## Exercise aim:
From the line with "request(Method::GET, &uri, None, None)).await;" through the line with "let response = send(&app, req).await;", repeat the entries verbatim, both end lines included, and add nothing.
· · · · · · ·
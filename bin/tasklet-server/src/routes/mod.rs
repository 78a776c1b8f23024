//! Axum router construction.
//!
//! [`build`] assembles the complete application router:
//! - middleware layers (trace id, CORS, rate limit, idempotency guard)
//! - optional Swagger UI / OpenAPI document (disable with `TASKLET_ENABLE_SWAGGER=false`)
//! - health route
//! - task routes under `/api`

mod api;
pub mod doc;
mod health;

use std::sync::Arc;

use axum::{Router, middleware};
use utoipa_swagger_ui::SwaggerUi;

use crate::middleware::idempotency::idempotency_middleware;
use crate::middleware::rate_limit::rate_limit_middleware;
use crate::middleware::{cors, trace};
use crate::state::AppState;

/// Build the complete Axum [`Router`] for the application.
pub fn build(state: Arc<AppState>) -> Router {
    let mut app = Router::new()
        .merge(health::router())
        .nest("/api", api::router());

    if state.config.enable_swagger {
        app = app.merge(SwaggerUi::new("/swagger-ui").url("/api-docs/openapi.json", doc::get_docs()));
    }

    // Each `.layer` wraps the previous ones, so the last added runs first.
    app.layer(middleware::from_fn_with_state(
        state.clone(),
        idempotency_middleware,
    ))
    .layer(middleware::from_fn_with_state(
        state.clone(),
        rate_limit_middleware,
    ))
    .layer(cors::cors_layer(&state.config))
    .layer(middleware::from_fn(trace::trace_middleware))
    .with_state(state)
}

#[cfg(test)]
mod tests {
    use axum::body::Body;
    use axum::http::{HeaderValue, Method, Request, StatusCode, header};
    use axum::response::Response;
    use http_body_util::BodyExt;
    use serde_json::{Value, json};
    use tasklet_core::entities::SqliteStore;
    use tower::ServiceExt;

    use super::*;
    use crate::config::Config;
    use crate::middleware::trace::X_TRACE_ID;

    async fn app_with(config: Config) -> Router {
        let store = SqliteStore::connect_in_memory().await.unwrap();
        build(Arc::new(AppState::new(config, store)))
    }

    async fn app() -> Router {
        app_with(Config {
            rate_limit_per_minute: 0,
            ..Config::default()
        })
        .await
    }

    fn request(method: Method, uri: &str, key: Option<&str>, body: Option<Value>) -> Request<Body> {
        let mut builder = Request::builder().method(method).uri(uri);
        if let Some(key) = key {
            builder = builder.header("Idempotency-Key", key);
        }
        match body {
            Some(body) => builder
                .header(header::CONTENT_TYPE, "application/json")
                .body(Body::from(body.to_string()))
                .unwrap(),
            None => builder.body(Body::empty()).unwrap(),
        }
    }

    async fn send(app: &Router, req: Request<Body>) -> Response {
        app.clone().oneshot(req).await.unwrap()
    }

    async fn body_json(response: Response) -> Value {
        let bytes = response.into_body().collect().await.unwrap().to_bytes();
        serde_json::from_slice(&bytes).unwrap()
    }

    async fn create(app: &Router, key: &str, body: Value) -> Value {
        let response = send(app, request(Method::POST, "/api/tasks", Some(key), Some(body))).await;
        assert_eq!(response.status(), StatusCode::CREATED);
        body_json(response).await
    }

    #[tokio::test]
    async fn health_is_ok_without_key() {
        let app = app().await;
        let response = send(&app, request(Method::GET, "/health", None, None)).await;
        assert_eq!(response.status(), StatusCode::OK);
        assert_eq!(body_json(response).await["status"], "ok");
    }

    #[tokio::test]
    async fn create_returns_201_with_location_and_defaults() {
        let app = app().await;
        let response = send(
            &app,
            request(Method::POST, "/api/tasks", Some("k1"), Some(json!({ "title": "Buy milk" }))),
        )
        .await;
        assert_eq!(response.status(), StatusCode::CREATED);
        let location = response.headers()[header::LOCATION].to_str().unwrap().to_owned();
        let body = body_json(response).await;
        assert_eq!(body["status"], "Pending");
        assert_eq!(body["title"], "Buy milk");
        assert_eq!(location, format!("/api/tasks/{}", body["id"]));
        assert!(body.get("deletedAt").is_none());

        let fetched = send(&app, request(Method::GET, &location, None, None)).await;
        assert_eq!(fetched.status(), StatusCode::OK);
        assert_eq!(body_json(fetched).await, body);
    }

    #[tokio::test]
    async fn write_without_key_is_rejected_before_the_handler() {
        let app = app().await;
        let response = send(
            &app,
            request(Method::POST, "/api/tasks", None, Some(json!({ "title": "x" }))),
        )
        .await;
        assert_eq!(response.status(), StatusCode::BAD_REQUEST);

        let blank = send(
            &app,
            request(Method::POST, "/api/tasks", Some("  "), Some(json!({ "title": "x" }))),
        )
        .await;
        assert_eq!(blank.status(), StatusCode::BAD_REQUEST);

        let list = send(&app, request(Method::GET, "/api/tasks", None, None)).await;
        assert_eq!(body_json(list).await["total"], 0);
    }

    #[tokio::test]
    async fn repeated_key_is_409_regardless_of_case() {
        let app = app().await;
        create(&app, "order-abc", json!({ "title": "once" })).await;

        let again = send(
            &app,
            request(Method::POST, "/api/tasks", Some("ORDER-ABC"), Some(json!({ "title": "twice" }))),
        )
        .await;
        assert_eq!(again.status(), StatusCode::CONFLICT);

        let list = send(&app, request(Method::GET, "/api/tasks", None, None)).await;
        assert_eq!(body_json(list).await["total"], 1);
    }

    #[tokio::test]
    async fn non_ascii_key_is_admitted_then_duplicate() {
        let app = app().await;
        let post = || {
            Request::builder()
                .method(Method::POST)
                .uri("/api/tasks")
                .header("Idempotency-Key", HeaderValue::from_bytes("ключ".as_bytes()).unwrap())
                .header(header::CONTENT_TYPE, "application/json")
                .body(Body::from(json!({ "title": "unicode" }).to_string()))
                .unwrap()
        };

        assert_eq!(send(&app, post()).await.status(), StatusCode::CREATED);
        assert_eq!(send(&app, post()).await.status(), StatusCode::CONFLICT);
    }

    #[tokio::test]
    async fn concurrent_duplicates_forward_exactly_one() {
        let app = app().await;
        let body = json!({ "title": "race" });
        let (a, b) = tokio::join!(
            send(&app, request(Method::POST, "/api/tasks", Some("same"), Some(body.clone()))),
            send(&app, request(Method::POST, "/api/tasks", Some("same"), Some(body.clone()))),
        );
        let mut statuses = [a.status(), b.status()];
        statuses.sort();
        assert_eq!(statuses, [StatusCode::CREATED, StatusCode::CONFLICT]);

        let list = send(&app, request(Method::GET, "/api/tasks", None, None)).await;
        assert_eq!(body_json(list).await["total"], 1);
    }

    #[tokio::test]
    async fn invalid_body_is_400_with_fields() {
        let app = app().await;
        let response = send(
            &app,
            request(Method::POST, "/api/tasks", Some("k"), Some(json!({ "title": "  " }))),
        )
        .await;
        assert_eq!(response.status(), StatusCode::BAD_REQUEST);
        let body = body_json(response).await;
        assert!(body["fields"]["title"].is_array());
    }

    #[tokio::test]
    async fn list_normalizes_paging_and_filters() {
        let app = app().await;
        create(&app, "a", json!({ "title": "Buy milk" })).await;
        create(&app, "b", json!({ "title": "Walk dog" })).await;

        let response = send(
            &app,
            request(Method::GET, "/api/tasks?pageNumber=0&pageSize=500", None, None),
        )
        .await;
        let body = body_json(response).await;
        assert_eq!(body["pageNumber"], 1);
        assert_eq!(body["pageSize"], 100);
        assert_eq!(body["total"], 2);
        // Newest first.
        assert_eq!(body["items"][0]["title"], "Walk dog");

        let response = send(&app, request(Method::GET, "/api/tasks?search=MILK", None, None)).await;
        let body = body_json(response).await;
        assert_eq!(body["total"], 1);
        assert_eq!(body["pageSize"], 10);
        assert_eq!(body["items"][0]["title"], "Buy milk");
    }

    #[tokio::test]
    async fn patch_merges_only_sent_fields() {
        let app = app().await;
        let created = create(
            &app,
            "c",
            json!({ "title": "taxes", "description": "before april" }),
        )
        .await;
        let uri = format!("/api/tasks/{}", created["id"]);

        let response = send(
            &app,
            request(Method::PATCH, &uri, Some("p1"), Some(json!({ "status": "Done" }))),
        )
        .await;
        assert_eq!(response.status(), StatusCode::OK);
        let body = body_json(response).await;
        assert_eq!(body["status"], "Done");
        assert_eq!(body["title"], "taxes");
        assert_eq!(body["description"], "before april");
        assert_eq!(body["createdAt"], created["createdAt"]);

        let response = send(
            &app,
            request(Method::PUT, &uri, Some("p2"), Some(json!({ "description": null }))),
        )
        .await;
        let body = body_json(response).await;
        assert_eq!(body["description"], Value::Null);
        assert_eq!(body["status"], "Done");
    }

    #[tokio::test]
    async fn update_of_missing_task_is_404() {
        let app = app().await;
        let response = send(
            &app,
            request(Method::PUT, "/api/tasks/999", Some("k"), Some(json!({ "title": "x" }))),
        )
        .await;
        assert_eq!(response.status(), StatusCode::NOT_FOUND);
    }

    #[tokio::test]
    async fn delete_soft_deletes_and_hides() {
        let app = app().await;
        let created = create(&app, "d", json!({ "title": "old idea" })).await;
        let uri = format!("/api/tasks/{}", created["id"]);

        // DELETE is not guarded, so no key is needed.
        let response = send(&app, request(Method::DELETE, &uri, None, None)).await;
        assert_eq!(response.status(), StatusCode::NO_CONTENT);

        let response = send(&app, request(Method::GET, &uri, None, None)).await;
        assert_eq!(response.status(), StatusCode::NOT_FOUND);

        let response = send(&app, request(Method::GET, "/api/tasks/deleted", None, None)).await;
        let deleted = body_json(response).await;
        assert_eq!(deleted.as_array().map(Vec::len), Some(1));
        assert_eq!(deleted[0]["id"], created["id"]);

        let response = send(&app, request(Method::DELETE, &uri, None, None)).await;
        assert_eq!(response.status(), StatusCode::NOT_FOUND);
    }

    #[tokio::test]
    async fn rate_limit_returns_429() {
        let app = app_with(Config {
            rate_limit_per_minute: 2,
            ..Config::default()
        })
        .await;
        for _ in 0..2 {
            let response = send(&app, request(Method::GET, "/health", None, None)).await;
            assert_eq!(response.status(), StatusCode::OK);
        }
        let response = send(&app, request(Method::GET, "/health", None, None)).await;
        assert_eq!(response.status(), StatusCode::TOO_MANY_REQUESTS);
        assert!(response.headers().contains_key(header::RETRY_AFTER));
    }

    #[tokio::test]
    async fn rate_limited_write_does_not_consume_key() {
        let store = SqliteStore::connect_in_memory().await.unwrap();
        let config = Config {
            rate_limit_per_minute: 1,
            ..Config::default()
        };
        let state = Arc::new(AppState::new(config, store));
        let app = build(Arc::clone(&state));

        send(&app, request(Method::GET, "/health", None, None)).await;
        let response = send(
            &app,
            request(Method::POST, "/api/tasks", Some("k"), Some(json!({ "title": "x" }))),
        )
        .await;
        assert_eq!(response.status(), StatusCode::TOO_MANY_REQUESTS);
        assert!(state.guard.store().is_empty());
    }

    #[tokio::test]
    async fn trace_id_is_echoed() {
        let app = app().await;
        let id = "6f1d7c4e-9a57-4d4b-8a44-54a3c1e8c0aa";
        let req = Request::builder()
            .uri("/health")
            .header(X_TRACE_ID, id)
            .body(Body::empty())
            .unwrap();
        let response = send(&app, req).await;
        assert_eq!(response.headers()[X_TRACE_ID], id);
    }

    #[tokio::test]
    async fn openapi_documents_idempotency_header() {
        let app = app().await;
        let response = send(&app, request(Method::GET, "/api-docs/openapi.json", None, None)).await;
        assert_eq!(response.status(), StatusCode::OK);
        let doc = body_json(response).await;
        let params = &doc["paths"]["/api/tasks"]["post"]["parameters"];
        assert!(
            params
                .as_array()
                .is_some_and(|ps| ps.iter().any(|p| p["name"] == "Idempotency-Key"))
        );
    }

    #[tokio::test]
    async fn swagger_can_be_disabled() {
        let app = app_with(Config {
            enable_swagger: false,
            rate_limit_per_minute: 0,
            ..Config::default()
        })
        .await;
        let response = send(&app, request(Method::GET, "/api-docs/openapi.json", None, None)).await;
        assert_eq!(response.status(), StatusCode::NOT_FOUND);
    }
}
· · · · · · ·
## Result of the exercise:
        let response = send(&app, request(Method::GET, &uri, None, None)).await;
        assert_eq!(response.status(), StatusCode::NOT_FOUND);

        let response = send(&app, request(Method::GET, "/api/tasks/deleted", None, None)).await;
        let deleted = body_json(response).await;
        assert_eq!(deleted.as_array().map(Vec::len), Some(1));
        assert_eq!(deleted[0]["id"], created["id"]);

        let response = send(&app, request(Method::DELETE, &uri, None, None)).await;
        assert_eq!(response.status(), StatusCode::NOT_FOUND);
    }

    #[tokio::test]
    async fn rate_limit_returns_429() {
        let app = app_with(Config {
            rate_limit_per_minute: 2,
            ..Config::default()
        })
        .await;
        for _ in 0..2 {
            let response = send(&app, request(Method::GET, "/health", None, None)).await;
            assert_eq!(response.status(), StatusCode::OK);
        }
        let response = send(&app, request(Method::GET, "/health", None, None)).await;
        assert_eq!(response.status(), StatusCode::TOO_MANY_REQUESTS);
        assert!(response.headers().contains_key(header::RETRY_AFTER));
    }

    #[tokio::test]
    async fn rate_limited_write_does_not_consume_key() {
        let store = SqliteStore::connect_in_memory().await.unwrap();
        let config = Config {
            rate_limit_per_minute: 1,
            ..Config::default()
        };
        let state = Arc::new(AppState::new(config, store));
        let app = build(Arc::clone(&state));

        send(&app, request(Method::GET, "/health", None, None)).await;
        let response = send(
            &app,
            request(Method::POST, "/api/tasks", Some("k"), Some(json!({ "title": "x" }))),
        )
        .await;
        assert_eq!(response.status(), StatusCode::TOO_MANY_REQUESTS);
        assert!(state.guard.store().is_empty());
    }

    #[tokio::test]
    async fn trace_id_is_echoed() {
        let app = app().await;
        let id = "6f1d7c4e-9a57-4d4b-8a44-54a3c1e8c0aa";
        let req = Request::builder()
            .uri("/health")
            .header(X_TRACE_ID, id)
            .body(Body::empty())
            .unwrap();
        let response = send(&app, req).await;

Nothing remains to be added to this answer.